Public Affairs

Website Tutorials & Guidelines

For Reed College content editors, these resources will help you update the web pages you manage and understand how to post content that is easy for visitors to read and navigate. 

When you want to make more significant updates to your site—changing your navigation menu, creating a new set of webpages, or making edits when you do not have access to Reed’s web editing software, please submit a web update request form

How do I . . .

Use Cascade, Reed's web editing software?

Reed uses a web content management system ("CMS") called Cascade, and IT provides Cascade training. As a content editor for a set of pages, you will be able to make minor updates to your web content in the CMS. 

Using Components

Choosing the right layout for your content can help make your page more readable. Review our Components Guidelines to select the right layouts for your content, such as grids, drop downs and tabs, and photo feature panels. 

Formatting Your Page
Cascade has predefined styles that can be added to your page, like call-to-action buttons, links, and a format for introductory paragraphs. These styles will add consistency and usability to your page. Read more about applying custom formats

Following Our Accessibility Guidelines
Web accessibility is the practice of making web content more accessible to a wide range of people with disabilities. Review our Accessibility Guidelines for best practices, including the use of headings and alt text.

To change your navigation menu or create a new web page, please submit a web update request form

Make my content easier to find and read?

Basic SEO (search engine optimization) will help your page appear higher in Google search results and make it more user-friendly. Our goal is to help all our audiences, including current and prospective students, quickly find the information they are looking for on our website. 

What you must do as a Reed content editor:

  • Include alt-text for images on your page. Alt-text is a one-sentence description of an image that gives someone using a screen reader an idea of what is in the image. 
  • Include a meta description on your page. A meta description is a short sentence that summarizes the content on your page. It will be partially displayed as part of the search snippet in a search engine results page. Think of it as a pitch for how your page will answer the reader's questions. 
  • Use headings in the correct order. Headings help sighted users visually scan the page. They help people with visual impairments find and navigate to content on the page. And they help search engines like Google understand what content is on the page in the paragraphs that follow the heading.   

Read Our SEO Guidelines 

Select the best photos for my page?

Using the right photo on your web page is critical to communicating Reed's brand, creating the best user experience, and ensuring that we comply with photo usage laws. 

What you must do when selecting a photo for your page:

  • Ensure that the photo is publically available and has no known copyright. The public affairs website has information about photo rights, naming protocol, and links to publically available photos (including photos of campus).
  • Use the correct image specifications when uploading the photo. The public affairs website includes a sizing guide for each type of photo on Reed's website. 
  • Describe images with "alt text" to convey the content and meaning of an image to a visually impaired user.

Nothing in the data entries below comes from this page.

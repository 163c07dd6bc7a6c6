#![no_main]

use libfuzzer_sys::fuzz_target;
use waxseal_crypto::Signer;

fuzz_target!(|data: &[u8]| {
    let signer = match Signer::new(&[0x5A_u8; 32]) {
        Ok(signer) => signer,
        Err(_) => return,
    };
    let _ = signer.verify(data);
});
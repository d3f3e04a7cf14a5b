//! Causal attention masks shared by every backend.
//!
//! The validation, test and patched runs of an experiment all share one
//! sequence length, so each `(seq_len, device, dtype)` mask is built once
//! and handed out as a shallow clone afterwards.

use anyhow::Result;
use candle_core::{DType, Device, DeviceLocation, Tensor};
use std::collections::HashMap;
use std::sync::{LazyLock, Mutex};

type MaskKey = (usize, DeviceLocation, DType);

static CAUSAL_MASKS: LazyLock<Mutex<HashMap<MaskKey, Tensor>>> =
    LazyLock::new(|| Mutex::new(HashMap::new()));

/// Additive causal mask `[1, 1, seq_len, seq_len]`: `0` where key `<=`
/// query, `-inf` above the diagonal.
pub fn create_causal_mask(seq_len: usize, device: &Device, dtype: DType) -> Result<Tensor> {
    let key = (seq_len, device.location(), dtype);
    if let Some(mask) = CAUSAL_MASKS.lock().unwrap().get(&key) {
        return Ok(mask.clone());
    }

    let positions = Tensor::arange(0u32, seq_len as u32, device)?;
    let visible = positions
        .reshape((1, seq_len))?
        .broadcast_le(&positions.reshape((seq_len, 1))?)?;
    let open = Tensor::zeros((seq_len, seq_len), DType::F32, device)?;
    let blocked = Tensor::full(f32::NEG_INFINITY, (seq_len, seq_len), device)?;
    let mask = visible
        .where_cond(&open, &blocked)?
        .reshape((1, 1, seq_len, seq_len))?
        .to_dtype(dtype)?;

    CAUSAL_MASKS.lock().unwrap().insert(key, mask.clone());
    Ok(mask)
}

pub fn clear_mask_caches() {
    CAUSAL_MASKS.lock().unwrap().clear();
}

pub fn mask_cache_size() -> usize {
    CAUSAL_MASKS.lock().unwrap().len()
}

Review Our Web Image Use Guidelines 

Create accessible content?

Web accessibility is the practice of making web content more accessible to a wide range of people with disabilities.

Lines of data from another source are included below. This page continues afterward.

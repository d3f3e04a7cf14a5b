//! Instrumented transformer for activation-patching experiments.
//!
//! [`HookedTransformer`] wraps a [`LoadedModel`] placed on a device. Every
//! backend routes its intermediate activations through named [`HookPoint`]s;
//! a [`Hooks`] value decides, per forward pass, which activations are
//! recorded into an [`ActivationCache`] and which are replaced by patches.

use anyhow::Result;
use candle_core::{DType, Device, Tensor};
use std::cmp::Ordering;
use std::collections::{HashMap, HashSet};
use std::fmt;
use std::str::FromStr;
use tracing::info;

use crate::cache::ActivationCache;
use crate::model::{
    load_model, resolve_model_name, HookedBackend, KnowledgeTokenizer, LoadedModel,
};

/// Named intervention point inside the forward pass
#[derive(Debug, Clone, Copy, PartialEq, Eq, Hash)]
pub enum HookPoint {
    /// Token (+ learned position) embedding, `hook_embed`
    Embed,
    /// Residual stream entering block `l`
    ResidPre(usize),
    /// Post-softmax attention pattern `[batch, head, query, key]`
    Pattern(usize),
    /// Per-head attention output `[batch, pos, head, d_model]`
    AttnResult(usize),
    /// Summed attention output of block `l`
    AttnOut(usize),
    /// Residual stream between attention and MLP (sequential blocks only)
    ResidMid(usize),
    /// Input to the MLP of block `l`
    MlpIn(usize),
    MlpOut(usize),
    /// Residual stream leaving block `l`
    ResidPost(usize),
    /// Output of the final normalization
    FinalNormalized,
}

impl HookPoint {
    /// `(block, stage)` so that ordering follows the forward pass
    fn forward_order(&self) -> (usize, usize) {
        match *self {
            HookPoint::Embed => (0, 0),
            HookPoint::ResidPre(l) => (l + 1, 0),
            HookPoint::Pattern(l) => (l + 1, 1),
            HookPoint::AttnResult(l) => (l + 1, 2),
            HookPoint::AttnOut(l) => (l + 1, 3),
            HookPoint::ResidMid(l) => (l + 1, 4),
            HookPoint::MlpIn(l) => (l + 1, 5),
            HookPoint::MlpOut(l) => (l + 1, 6),
            HookPoint::ResidPost(l) => (l + 1, 7),
            HookPoint::FinalNormalized => (usize::MAX, 0),
        }
    }

    /// Axis holding attention heads, for points that have one
    pub fn head_axis(&self) -> Option<usize> {
        match self {
            HookPoint::Pattern(_) => Some(1),
            HookPoint::AttnResult(_) => Some(2),
            _ => None,
        }
    }
}

impl PartialOrd for HookPoint {
    fn partial_cmp(&self, other: &Self) -> Option<Ordering> {
        Some(self.cmp(other))
    }
}

impl Ord for HookPoint {
    fn cmp(&self, other: &Self) -> Ordering {
        self.forward_order().cmp(&other.forward_order())
    }
}

impl fmt::Display for HookPoint {
    fn fmt(&self, f: &mut fmt::Formatter<'_>) -> fmt::Result {
        match self {
            HookPoint::Embed => write!(f, "hook_embed"),
            HookPoint::ResidPre(l) => write!(f, "blocks.{l}.hook_resid_pre"),
            HookPoint::Pattern(l) => write!(f, "blocks.{l}.attn.hook_pattern"),
            HookPoint::AttnResult(l) => write!(f, "blocks.{l}.attn.hook_result"),
            HookPoint::AttnOut(l) => write!(f, "blocks.{l}.hook_attn_out"),
            HookPoint::ResidMid(l) => write!(f, "blocks.{l}.hook_resid_mid"),
            HookPoint::MlpIn(l) => write!(f, "blocks.{l}.hook_mlp_in"),
            HookPoint::MlpOut(l) => write!(f, "blocks.{l}.hook_mlp_out"),
            HookPoint::ResidPost(l) => write!(f, "blocks.{l}.hook_resid_post"),
            HookPoint::FinalNormalized => write!(f, "ln_final.hook_normalized"),
        }
    }
}

impl FromStr for HookPoint {
    type Err = anyhow::Error;

    fn from_str(s: &str) -> Result<Self> {
        match s {
            "hook_embed" => return Ok(HookPoint::Embed),
            "ln_final.hook_normalized" => return Ok(HookPoint::FinalNormalized),
            _ => {}
        }

        let rest = s
            .strip_prefix("blocks.")
            .ok_or_else(|| anyhow::anyhow!("Unknown hook point '{s}'"))?;
        let (layer, suffix) = rest
            .split_once('.')
            .ok_or_else(|| anyhow::anyhow!("Unknown hook point '{s}'"))?;
        let layer: usize = layer
            .parse()
            .map_err(|_| anyhow::anyhow!("Invalid layer in hook point '{s}'"))?;

        match suffix {
            "hook_resid_pre" => Ok(HookPoint::ResidPre(layer)),
            "attn.hook_pattern" => Ok(HookPoint::Pattern(layer)),
            "attn.hook_result" => Ok(HookPoint::AttnResult(layer)),
            "hook_attn_out" => Ok(HookPoint::AttnOut(layer)),
            "hook_resid_mid" => Ok(HookPoint::ResidMid(layer)),
            "hook_mlp_in" => Ok(HookPoint::MlpIn(layer)),
            "hook_mlp_out" => Ok(HookPoint::MlpOut(layer)),
            "hook_resid_post" => Ok(HookPoint::ResidPost(layer)),
            _ => anyhow::bail!("Unknown hook point '{s}'"),
        }
    }
}

/// Instrumentation flags
#[derive(Debug, Clone, Copy, PartialEq, Eq)]
pub struct HookConfig {
    /// Compute per-head attention outputs (`hook_result`)
    pub use_attn_result: bool,
    /// Give every head its own copy of the q/k/v input
    pub use_split_qkv_input: bool,
    /// Expose `hook_mlp_in`; `None` when the architecture has no such option
    pub use_hook_mlp_in: Option<bool>,
}

impl HookConfig {
    /// Defaults for an architecture, all instrumentation off
    pub fn for_architecture(supports_hook_mlp_in: bool) -> Self {
        Self {
            use_attn_result: false,
            use_split_qkv_input: false,
            use_hook_mlp_in: supports_hook_mlp_in.then_some(false),
        }
    }

    pub fn hook_mlp_in_enabled(&self) -> bool {
        self.use_hook_mlp_in == Some(true)
    }
}

/// Replacement for one hook point
#[derive(Debug, Clone)]
struct Patch {
    value: Tensor,
    /// Only these heads are replaced; `None` replaces the whole activation
    heads: Option<Vec<usize>>,
}

impl Patch {
    fn apply(&self, point: HookPoint, x: &Tensor) -> Result<Tensor> {
        anyhow::ensure!(
            self.value.dims() == x.dims(),
            "Patch for {point} has shape {:?}, activation has {:?}",
            self.value.dims(),
            x.dims()
        );
        let value = self.value.to_device(x.device())?.to_dtype(x.dtype())?;

        let Some(heads) = &self.heads else {
            return Ok(value);
        };
        let axis = point
            .head_axis()
            .ok_or_else(|| anyhow::anyhow!("{point} has no head axis"))?;
        let n_heads = x.dim(axis)?;
        if let Some(&bad) = heads.iter().find(|&&h| h >= n_heads) {
            anyhow::bail!("Head {bad} out of range for {point} ({n_heads} heads)");
        }

        let selected: Vec<u8> = (0..n_heads).map(|h| u8::from(heads.contains(&h))).collect();
        let mut shape = vec![1; x.rank()];
        shape[axis] = n_heads;
        let selected = Tensor::from_vec(selected, shape, x.device())?
            .broadcast_as(x.shape())?
            .contiguous()?;
        Ok(selected.where_cond(&value, x)?)
    }
}

/// Per-forward-pass hook state: patches to apply and activations to record
#[derive(Debug, Default)]
pub struct Hooks {
    patches: HashMap<HookPoint, Patch>,
    cache: Option<ActivationCache>,
    cache_filter: Option<HashSet<HookPoint>>,
}

impl Hooks {
    /// No patches, no caching
    pub fn new() -> Self {
        Self::default()
    }

    /// Record every activation
    pub fn with_cache(mut self) -> Self {
        self.cache = Some(ActivationCache::new());
        self.cache_filter = None;
        self
    }

    /// Record only the listed activations
    pub fn cache_only(mut self, points: impl IntoIterator<Item = HookPoint>) -> Self {
        self.cache = Some(ActivationCache::new());
        self.cache_filter = Some(points.into_iter().collect());
        self
    }

    /// Replace the activation at `point` with `value`
    pub fn patch(mut self, point: HookPoint, value: Tensor) -> Self {
        self.patches.insert(point, Patch { value, heads: None });
        self
    }

    /// Replace only the given heads of the activation at `point`
    pub fn patch_heads(mut self, point: HookPoint, value: Tensor, heads: &[usize]) -> Self {
        self.patches.insert(
            point,
            Patch {
                value,
                heads: Some(heads.to_vec()),
            },
        );
        self
    }

    /// Take the recorded activations, leaving caching disabled
    pub fn take_cache(&mut self) -> Option<ActivationCache> {
        self.cache_filter = None;
        self.cache.take()
    }

    /// Route one activation through its hook point.
    ///
    /// A registered patch replaces the activation first; the (possibly
    /// patched) value is then recorded when caching is on.
    pub fn apply(&mut self, point: HookPoint, x: Tensor) -> Result<Tensor> {
        let x = match self.patches.get(&point) {
            Some(patch) => patch.apply(point, &x)?,
            None => x,
        };

        if let Some(cache) = self.cache.as_mut() {
            let wanted = self
                .cache_filter
                .as_ref()
                .map_or(true, |filter| filter.contains(&point));
            if wanted {
                cache.insert(point, x.clone());
            }
        }
        Ok(x)
    }
}

/// A hooked causal LM placed on a device
pub struct HookedTransformer {
    backend: Box<dyn HookedBackend>,
    model: LoadedModel,
    tokenizer: KnowledgeTokenizer,
    device: Device,
    config: HookConfig,
}

impl HookedTransformer {
    /// Instantiate `model` on `device` with all instrumentation off
    pub fn new(model: LoadedModel, tokenizer: KnowledgeTokenizer, device: &Device) -> Result<Self> {
        let backend = model.build_backend(device)?;
        let config = HookConfig::for_architecture(model.config().supports_hook_mlp_in());
        Ok(Self {
            backend,
            model,
            tokenizer,
            device: device.clone(),
            config,
        })
    }

    /// Wrap an already-loaded pretrained model.
    ///
    /// The architecture config comes from the weights that were loaded for
    /// `name`; a mismatch between the two is an error.
    pub fn from_pretrained(
        name: &str,
        model: LoadedModel,
        tokenizer: KnowledgeTokenizer,
        device: &Device,
    ) -> Result<Self> {
        anyhow::ensure!(
            model.name() == resolve_model_name(name),
            "Model '{}' was loaded for a different name than '{name}'",
            model.name()
        );
        Self::new(model, tokenizer, device)
    }

    /// Move the model to `device`, rebuilding its weights there
    pub fn to_device(self, device: &Device) -> Result<Self> {
        if self.device.same_device(device) {
            return Ok(self);
        }
        let backend = self.model.build_backend(device)?;
        Ok(Self {
            backend,
            device: device.clone(),
            ..self
        })
    }

    pub fn set_use_attn_result(&mut self, enabled: bool) {
        self.config.use_attn_result = enabled;
    }

    pub fn set_use_split_qkv_input(&mut self, enabled: bool) {
        self.config.use_split_qkv_input = enabled;
    }

    /// Errors when the architecture has no MLP-input hook option
    pub fn set_use_hook_mlp_in(&mut self, enabled: bool) -> Result<()> {
        anyhow::ensure!(
            self.config.use_hook_mlp_in.is_some(),
            "{} does not expose hook_mlp_in",
            self.model.config().model_type()
        );
        self.config.use_hook_mlp_in = Some(enabled);
        Ok(())
    }

    /// Logits `[batch, pos, vocab]`
    pub fn forward(&self, input_ids: &Tensor) -> Result<Tensor> {
        self.run_with_hooks(input_ids, &mut Hooks::new())
    }

    /// Logits plus every recorded activation
    pub fn run_with_cache(&self, input_ids: &Tensor) -> Result<(Tensor, ActivationCache)> {
        let mut hooks = Hooks::new().with_cache();
        let logits = self.run_with_hooks(input_ids, &mut hooks)?;
        let cache = hooks.take_cache().unwrap_or_default();
        Ok((logits, cache))
    }

    /// Forward pass with caller-supplied hooks
    pub fn run_with_hooks(&self, input_ids: &Tensor, hooks: &mut Hooks) -> Result<Tensor> {
        anyhow::ensure!(
            !self.config.use_split_qkv_input,
            "Split q/k/v input hooks are not supported by the {} backend",
            self.model.config().model_type()
        );
        anyhow::ensure!(
            input_ids.rank() == 2,
            "Expected [batch, pos] token ids, got shape {:?}",
            input_ids.dims()
        );
        let input_ids = input_ids.to_device(&self.device)?;
        self.backend.forward(&input_ids, &self.config, hooks)
    }

    pub fn config(&self) -> &HookConfig {
        &self.config
    }

    pub fn model(&self) -> &LoadedModel {
        &self.model
    }

    pub fn tokenizer(&self) -> &KnowledgeTokenizer {
        &self.tokenizer
    }

    pub fn device(&self) -> &Device {
        &self.device
    }

    pub fn dtype(&self) -> DType {
        self.model.dtype()
    }

    /// Bytes held by the weights
    pub fn memory_footprint(&self) -> usize {
        self.model.memory_footprint()
    }

    pub fn n_layers(&self) -> usize {
        self.backend.n_layers()
    }

    pub fn n_heads(&self) -> usize {
        self.backend.n_heads()
    }

    pub fn d_model(&self) -> usize {
        self.backend.d_model()
    }

    pub fn vocab_size(&self) -> usize {
        self.backend.vocab_size()
    }
}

What you must do as a Reed content editor:

  • Use headings to clearly identify the sections and subsections of your page. Headings help sighted users visually scan the page. They help people with visual impairments find and navigate to content on the page. There are six "levels” of headings that should be used in numerical order to create a hierarchy of sections and subsections. Review Reed's SEO Guidelines and Reed's Accessibility Guidelines for best practices.
  • Write informative link text. When linking to more content, do not use generic phrases like "click here." 
    Wrong: "To meet our staff, click here."
    Right: "Meet our staff."
  • Describe images with "alt text" to convey the content and meaning of an image to a visually impaired user.
Read Our Accessibility Guidelines

Use Reed-branded logos, fonts, and colors?

Review our brand-identity guide, which includes guidelines for using the college seal, wordmark, griffin, and official colors. 

Write in Reed's "voice?"

Utilize the Reed style guide to make quick and consistent decisions about spelling, capitalization, grammar, style, usage, and other challenges when developing copy for internal and external audiences. Using this guide will help you develop text that aligns with Reed style.